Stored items
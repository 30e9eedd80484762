//! Typed configuration records built from the command line.

use thiserror::Error;

/// Names accepted by `-p`.
pub const PROFILE_NAME_CORE: &str = "core";
pub const PROFILE_NAME_COMPAT: &str = "compat";
pub const PROFILE_NAME_ES2: &str = "es2";

/// Names accepted by `-r`.
pub const STRATEGY_NAME_NONE: &str = "none";
pub const STRATEGY_NAME_LOSE: &str = "lose";

/// Errors produced while turning arguments into a configuration.
#[derive(Debug, Clone, PartialEq, Eq, Error)]
pub enum ConfigError {
    #[error("unrecognized option: {0}")]
    UnknownOption(String),

    #[error("missing value for option {0}")]
    MissingValue(String),

    #[error("invalid number for {flag}: {value}")]
    InvalidNumber { flag: char, value: String },

    #[error("invalid profile: {0}")]
    InvalidProfile(String),

    #[error("invalid robustness strategy: {0}")]
    InvalidStrategy(String),

    #[error("unexpected argument: {0}")]
    UnexpectedArgument(String),

    #[error("{0}")]
    Other(String),
}

/// Whether the surface is a desktop window or covers the whole display.
#[derive(Debug, Clone, Copy, PartialEq, Eq, Default)]
pub enum DisplayMode {
    #[default]
    Windowed,
    Fullscreen,
}

impl DisplayMode {
    #[must_use]
    pub const fn is_fullscreen(self) -> bool {
        matches!(self, Self::Fullscreen)
    }
}

/// OpenGL context profile selection.
#[derive(Debug, Clone, Copy, PartialEq, Eq)]
pub enum Profile {
    Core,
    Compat,
    Es2,
}

impl Profile {
    #[must_use]
    pub const fn name(self) -> &'static str {
        match self {
            Self::Core => PROFILE_NAME_CORE,
            Self::Compat => PROFILE_NAME_COMPAT,
            Self::Es2 => PROFILE_NAME_ES2,
        }
    }
}

/// Context behavior after a GPU reset.
#[derive(Debug, Clone, Copy, PartialEq, Eq)]
pub enum ResetStrategy {
    /// No reset notification is delivered.
    NoNotification,
    /// The context is lost on reset.
    LoseContext,
}

impl ResetStrategy {
    #[must_use]
    pub const fn name(self) -> &'static str {
        match self {
            Self::NoNotification => STRATEGY_NAME_NONE,
            Self::LoseContext => STRATEGY_NAME_LOSE,
        }
    }
}

/// Configuration of the gamma tool.
#[derive(Debug, Clone, Copy, PartialEq, Eq, Default)]
pub struct GammaConfig {
    pub mode: DisplayMode,
}

/// Configuration of the info tool.
#[derive(Debug, Clone, Copy, PartialEq, Eq)]
pub struct InfoConfig {
    pub major: u8,
    pub minor: u8,
    pub debug: bool,
    pub forward_compat: bool,
    pub profile: Option<Profile>,
    pub strategy: Option<ResetStrategy>,
    pub list_extensions: bool,
}

impl Default for InfoConfig {
    fn default() -> Self {
        Self {
            major: 1,
            minor: 0,
            debug: false,
            forward_compat: false,
            profile: None,
            strategy: None,
            list_extensions: false,
        }
    }
}

impl InfoConfig {
    /// The version to request, or `None` when the default 1.0 is left alone.
    #[must_use]
    pub const fn requested_version(&self) -> Option<(u8, u8)> {
        if self.major != 1 || self.minor != 0 {
            Some((self.major, self.minor))
        } else {
            None
        }
    }
}

/// Parse a profile name (case-insensitive).
pub fn parse_profile(s: &str) -> Result<Profile, ConfigError> {
    match s.to_lowercase().as_str() {
        PROFILE_NAME_CORE => Ok(Profile::Core),
        PROFILE_NAME_COMPAT => Ok(Profile::Compat),
        PROFILE_NAME_ES2 => Ok(Profile::Es2),
        _ => Err(ConfigError::InvalidProfile(s.to_string())),
    }
}

/// Parse a robustness strategy name (case-insensitive).
pub fn parse_strategy(s: &str) -> Result<ResetStrategy, ConfigError> {
    match s.to_lowercase().as_str() {
        STRATEGY_NAME_NONE => Ok(ResetStrategy::NoNotification),
        STRATEGY_NAME_LOSE => Ok(ResetStrategy::LoseContext),
        _ => Err(ConfigError::InvalidStrategy(s.to_string())),
    }
}

/// Parse a context version component given to `-m` or `-n`.
pub fn parse_version_component(flag: char, s: &str) -> Result<u8, ConfigError> {
    s.trim().parse().map_err(|_| ConfigError::InvalidNumber {
        flag,
        value: s.to_string(),
    })
}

- Assigned task -
Starting at the line that contains "pub fn parse_version_component(flag: char, s: &str)", copy every line down to the last line of the records above, exactly as written.

- Exercise output -
pub fn parse_version_component(flag: char, s: &str) -> Result<u8, ConfigError> {
    s.trim().parse().map_err(|_| ConfigError::InvalidNumber {
        flag,
        value: s.to_string(),
    })
}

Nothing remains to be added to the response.